Coptic Encyclopedia
- Edited by: Aziz Suryal Atiya
- Country: United States
- Language: English
- Genre: Encyclopedia
- Publisher: Macmillan Publishers
- Published: 1991
- Media type: Print
- No. of books: Eight

= Coptic Encyclopedia =

The Coptic Encyclopedia is an eight-volume work covering the history, theology, language, art, architecture, archeology and hagiography of Coptic Egypt. The encyclopedia was written by over 250 Western and Egyptian contributing experts in the field of Coptology, history, art and theology and was edited by Aziz Suryal Atiya. It was funded by Coptic Pope Shenouda III, the Rockefeller Foundation, the National Endowment for the Humanities, and others.

== Characteristics ==
The Coptic Encyclopedia is the first Encyclopedia to focus on one of the Oriental Churches and since its publication in 1991 it has been used by many scholars and students in the West. The Encyclopedia is the fruit of the Coptic emigrant community in the West and the crown of the work of Aziz Suryal Atiya, who did not live to see his work carried into print.

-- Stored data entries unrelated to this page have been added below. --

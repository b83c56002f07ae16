//! Peers and the peer registry.
//!
//! A [`Peer`] owns its connection and its vector eventfds; dropping it
//! closes all of them. The [`PeerRegistry`] keeps peers in connection order
//! (broadcast order is observable by clients) with side indexes for lookup
//! by identity and by connection descriptor.

use nix::sys::eventfd::{EfdFlags, EventFd};
use std::collections::{BTreeMap, HashMap};
use std::os::fd::{AsRawFd, OwnedFd, RawFd};
use std::os::unix::net::UnixStream;

/// Peer identity as carried on the wire.
pub type PeerId = i64;

/// One registered client session.
#[derive(Debug)]
pub struct Peer {
    id: PeerId,
    conn: UnixStream,
    vectors: Vec<OwnedFd>,
}

impl Peer {
    /// Assemble a peer from a completed handshake.
    pub fn new(id: PeerId, conn: UnixStream, vectors: Vec<OwnedFd>) -> Self {
        Self { id, conn, vectors }
    }

    /// Identity of this peer.
    pub fn id(&self) -> PeerId {
        self.id
    }

    /// Connection to the client.
    pub fn connection(&self) -> &UnixStream {
        &self.conn
    }

    /// Raw descriptor of the connection, as watched by the multiplexer.
    pub fn connection_fd(&self) -> RawFd {
        self.conn.as_raw_fd()
    }

    /// The peer's vectors, in vector order.
    pub fn vectors(&self) -> &[OwnedFd] {
        &self.vectors
    }

    /// Split into connection and vectors so they can be released separately.
    pub fn into_parts(self) -> (PeerId, UnixStream, Vec<OwnedFd>) {
        (self.id, self.conn, self.vectors)
    }
}

/// Create one vector (an eventfd with a zero counter).
pub fn create_vector() -> std::io::Result<OwnedFd> {
    let fd = EventFd::from_value_and_flags(0, EfdFlags::EFD_CLOEXEC)?;
    Ok(OwnedFd::from(fd))
}

/// Create `count` vectors. On failure the ones already created are closed.
pub fn create_vectors(count: u32) -> std::io::Result<Vec<OwnedFd>> {
    (0..count).map(|_| create_vector()).collect()
}

/// Connection-ordered collection of registered peers.
#[derive(Debug, Default)]
pub struct PeerRegistry {
    /// Peers keyed by insertion sequence number.
    peers: BTreeMap<u64, Peer>,
    by_id: HashMap<PeerId, u64>,
    by_conn: HashMap<RawFd, PeerId>,
    next_seq: u64,
    /// Identity allocation counter.
    next_id: PeerId,
}

impl PeerRegistry {
    /// Create an empty registry whose first identity is 0.
    pub fn new() -> Self {
        Self::default()
    }

    /// Number of registered peers.
    pub fn len(&self) -> usize {
        self.peers.len()
    }

    /// True when no peer is registered.
    pub fn is_empty(&self) -> bool {
        self.peers.is_empty()
    }

    /// True if `id` is held by a registered peer.
    pub fn contains(&self, id: PeerId) -> bool {
        self.by_id.contains_key(&id)
    }

    /// Find a peer by identity.
    pub fn lookup_by_identity(&self, id: PeerId) -> Option<&Peer> {
        self.by_id.get(&id).and_then(|seq| self.peers.get(seq))
    }

    /// Find a peer by its connection descriptor.
    pub fn lookup_by_connection(&self, fd: RawFd) -> Option<&Peer> {
        self.by_conn
            .get(&fd)
            .and_then(|id| self.lookup_by_identity(*id))
    }

    /// Append `peer`. Gives the peer back if its identity is already held.
    pub fn insert(&mut self, peer: Peer) -> Result<(), Peer> {
        if self.contains(peer.id) {
            return Err(peer);
        }
        let seq = self.next_seq;
        self.next_seq += 1;
        self.by_id.insert(peer.id, seq);
        self.by_conn.insert(peer.connection_fd(), peer.id);
        self.peers.insert(seq, peer);
        Ok(())
    }

    /// Remove the peer holding `id`; the others keep their order.
    pub fn remove(&mut self, id: PeerId) -> Option<Peer> {
        let seq = self.by_id.remove(&id)?;
        let peer = self.peers.remove(&seq)?;
        self.by_conn.remove(&peer.connection_fd());
        Some(peer)
    }

    /// Peers in connection order.
    pub fn iter(&self) -> impl Iterator<Item = &Peer> + '_ {
        self.peers.values()
    }

    /// Identities in connection order, detached from the registry.
    pub fn ids(&self) -> Vec<PeerId> {
        self.iter().map(Peer::id).collect()
    }

    /// Remove every peer, returning them in connection order.
    pub fn drain(&mut self) -> Vec<Peer> {
        self.by_id.clear();
        self.by_conn.clear();
        std::mem::take(&mut self.peers).into_values().collect()
    }

    /// Allocate an identity.
    ///
    /// Starting at the counter, skips identities held by registered peers.
    /// The counter moves past the returned value even if the caller never
    /// registers it. Identities of departed peers are only protected while
    /// they are registered.
    pub fn next_unused_identity(&mut self) -> PeerId {
        while self.contains(self.next_id) {
            self.next_id = advance(self.next_id);
        }
        let id = self.next_id;
        self.next_id = advance(id);
        id
    }
}

/// Identities stay non-negative; -1 is the region sentinel.
fn advance(id: PeerId) -> PeerId {
    if id == PeerId::MAX { 0 } else { id + 1 }
}

#[cfg(test)]
mod tests {
    use super::*;

    fn peer(registry: &mut PeerRegistry, vectors: u32) -> (Peer, UnixStream) {
        let (server_end, client_end) = UnixStream::pair().unwrap();
        let id = registry.next_unused_identity();
        (
            Peer::new(id, server_end, create_vectors(vectors).unwrap()),
            client_end,
        )
    }

    #[test]
    fn identities_start_at_zero_and_advance() {
        let mut registry = PeerRegistry::new();
        assert_eq!(registry.next_unused_identity(), 0);
        assert_eq!(registry.next_unused_identity(), 1);
        assert_eq!(registry.next_unused_identity(), 2);
    }

    #[test]
    fn insertion_order_is_preserved_across_removal() {
        let mut registry = PeerRegistry::new();
        let mut clients = Vec::new();
        for _ in 0..4 {
            let (p, c) = peer(&mut registry, 1);
            registry.insert(p).unwrap();
            clients.push(c);
        }
        assert_eq!(registry.ids(), vec![0, 1, 2, 3]);

        let removed = registry.remove(1).unwrap();
        assert_eq!(removed.id(), 1);
        assert_eq!(registry.ids(), vec![0, 2, 3]);
        assert!(registry.remove(1).is_none());

        let (p, c) = peer(&mut registry, 1);
        assert_eq!(p.id(), 4);
        registry.insert(p).unwrap();
        clients.push(c);
        assert_eq!(registry.ids(), vec![0, 2, 3, 4]);
    }

    #[test]
    fn lookups_follow_removal() {
        let mut registry = PeerRegistry::new();
        let (p, _c) = peer(&mut registry, 2);
        let fd = p.connection_fd();
        registry.insert(p).unwrap();

        assert_eq!(registry.lookup_by_identity(0).unwrap().vectors().len(), 2);
        assert_eq!(registry.lookup_by_connection(fd).unwrap().id(), 0);

        registry.remove(0);
        assert!(registry.lookup_by_identity(0).is_none());
        assert!(registry.lookup_by_connection(fd).is_none());
        assert!(registry.is_empty());
    }

    #[test]
    fn allocation_skips_registered_identities() {
        let mut registry = PeerRegistry::new();
        let (server_end, _client) = UnixStream::pair().unwrap();
        // A peer holding id 2 before the counter gets there.
        registry.insert(Peer::new(2, server_end, Vec::new())).unwrap();

        assert_eq!(registry.next_unused_identity(), 0);
        assert_eq!(registry.next_unused_identity(), 1);
        assert_eq!(registry.next_unused_identity(), 3);
    }

    #[test]
    fn duplicate_identity_is_refused() {
        let mut registry = PeerRegistry::new();
        let (a, _ca) = UnixStream::pair().unwrap();
        let (b, _cb) = UnixStream::pair().unwrap();
        registry.insert(Peer::new(5, a, Vec::new())).unwrap();
        let refused = registry.insert(Peer::new(5, b, Vec::new())).unwrap_err();
        assert_eq!(refused.id(), 5);
        assert_eq!(registry.len(), 1);
    }

    #[test]
    fn counter_wraps_to_zero() {
        let mut registry = PeerRegistry {
            next_id: PeerId::MAX,
            ..PeerRegistry::default()
        };
        assert_eq!(registry.next_unused_identity(), PeerId::MAX);
        assert_eq!(registry.next_unused_identity(), 0);
    }

    #[test]
    fn drain_returns_connection_order() {
        let mut registry = PeerRegistry::new();
        let mut clients = Vec::new();
        for _ in 0..3 {
            let (p, c) = peer(&mut registry, 0);
            registry.insert(p).unwrap();
            clients.push(c);
        }
        let drained: Vec<PeerId> = registry.drain().iter().map(Peer::id).collect();
        assert_eq!(drained, vec![0, 1, 2]);
        assert!(registry.is_empty());
        assert!(registry.lookup_by_identity(0).is_none());
    }

    #[test]
    fn vectors_are_distinct_eventfds() {
        let vectors = create_vectors(3).unwrap();
        assert_eq!(vectors.len(), 3);
        let raw: std::collections::HashSet<RawFd> =
            vectors.iter().map(|fd| fd.as_raw_fd()).collect();
        assert_eq!(raw.len(), 3);
        assert!(create_vectors(0).unwrap().is_empty());
    }

    #[test]
    fn vector_is_cloexec_with_zero_counter() {
        use nix::fcntl::{FcntlArg, FdFlag, fcntl};
        use std::io::{Read, Write};

        let vector = create_vector().unwrap();
        let flags = FdFlag::from_bits_truncate(
            fcntl(vector.as_raw_fd(), FcntlArg::F_GETFD).unwrap(),
        );
        assert!(flags.contains(FdFlag::FD_CLOEXEC));

        // One ring on a fresh vector reads back as exactly one.
        let mut doorbell = std::fs::File::from(vector);
        doorbell.write_all(&1u64.to_ne_bytes()).unwrap();
        let mut counter = [0u8; 8];
        doorbell.read_exact(&mut counter).unwrap();
        assert_eq!(u64::from_ne_bytes(counter), 1);
    }
}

Atiya developed the vision to publish an encyclopedia during the years he taught at the Middle East Center of the University of Utah. He formed an editorial committee and scholars from all over the world were asked to contribute. Suggestions for entries were given. The work started in 1980. Contributors included many non-Orthodox scholars, including such Muslims as Mustafa el-Fiqi and Ali el-Hillal Dessouki.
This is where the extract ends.